The challenge becomes finding a hash function that mixes the dataset really well, but with as few instructions as possible. FastData uses 3 different methods:
- Brute force: Only very simple constructs are made, but sometimes a naive search will yield a high performance hash function with excellent mixing qualities.
- GPerf: GPerf is a clever way of finding unique positions in strings that gives the best mixing, and then uses a fast advanced algorithm for finding good hash functions. FastData follows the upstream byte-oriented algorithm options for key positions, 7-bit validation, length contribution, association-value sizing, jumps, randomness, and multiple iterations. Duplicate keyword signatures remain unsupported.

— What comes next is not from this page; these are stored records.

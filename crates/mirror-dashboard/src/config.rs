//! Dashboard configuration.

use std::time::Duration;

use serde::{Deserialize, Serialize};

/// Dashboard server configuration.
#[derive(Debug, Clone, Serialize, Deserialize)]
pub struct DashboardConfig {
    /// Enable dashboard server.
    #[serde(default = "default_enabled")]
    pub enabled: bool,
    /// Address to bind.
    #[serde(default = "default_bind_address")]
    pub bind_address: String,
    /// Port to listen on.
    #[serde(default = "default_port")]
    pub port: u16,
    /// Fixed recompute tick for WebSocket updates, in milliseconds.
    /// Cache changes also trigger an update between ticks.
    #[serde(default = "default_refresh_interval_ms")]
    pub refresh_interval_ms: u64,
    /// Maximum concurrent WebSocket connections.
    #[serde(default = "default_max_connections")]
    pub max_connections: usize,
    /// Basic auth username (empty = disabled).
    #[serde(default)]
    pub username: String,
    /// Basic auth password (empty = disabled).
    #[serde(default)]
    pub password: String,
}

fn default_enabled() -> bool {
    true
}

fn default_bind_address() -> String {
    "0.0.0.0".to_string()
}

fn default_port() -> u16 {
    8080
}

fn default_refresh_interval_ms() -> u64 {
    1000
}

fn default_max_connections() -> usize {
    10
}

impl Default for DashboardConfig {
    fn default() -> Self {
        Self {
            enabled: default_enabled(),
            bind_address: default_bind_address(),
            port: default_port(),
            refresh_interval_ms: default_refresh_interval_ms(),
            max_connections: default_max_connections(),
            username: String::new(),
            password: String::new(),
        }
    }
}

impl DashboardConfig {
    /// Check if basic auth is enabled.
    pub fn auth_enabled(&self) -> bool {
        !self.username.is_empty() && !self.password.is_empty()
    }

    pub fn refresh_interval(&self) -> Duration {
        Duration::from_millis(self.refresh_interval_ms)
    }
}

#[cfg(test)]
mod tests {
    use super::*;

    #[test]
    fn test_auth_needs_both_fields() {
        let mut config = DashboardConfig::default();
        assert!(!config.auth_enabled());
        config.username = "ops".to_string();
        assert!(!config.auth_enabled());
        config.password = "secret".to_string();
        assert!(config.auth_enabled());
    }

    #[test]
    fn test_partial_toml_uses_defaults() {
        let config: DashboardConfig = toml::from_str("port = 9090").unwrap();
        assert_eq!(config.port, 9090);
        assert!(config.enabled);
        assert_eq!(config.refresh_interval(), Duration::from_secs(1));
        assert_eq!(config.max_connections, 10);
    }
}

- Genetics: It has a fitness function that is measured in time and mixing quality. FastData starts with a set of random hash functions, then measure them, and then let them compete in a tournament style competition. Once a good candidate is found, it is further mutated, refined and put into a new tournament. This yields functions that are tailored to the dataset with hopefully good qualities.
These three methods each yield hash function candidates, which are tested on the actual dataset, and the best function wins. If there is a perfect hash function among the candidates, it is preferred over a non-perfect one. This is because the resulting data structure can be simplified, if we can guarantee a perfect hash function.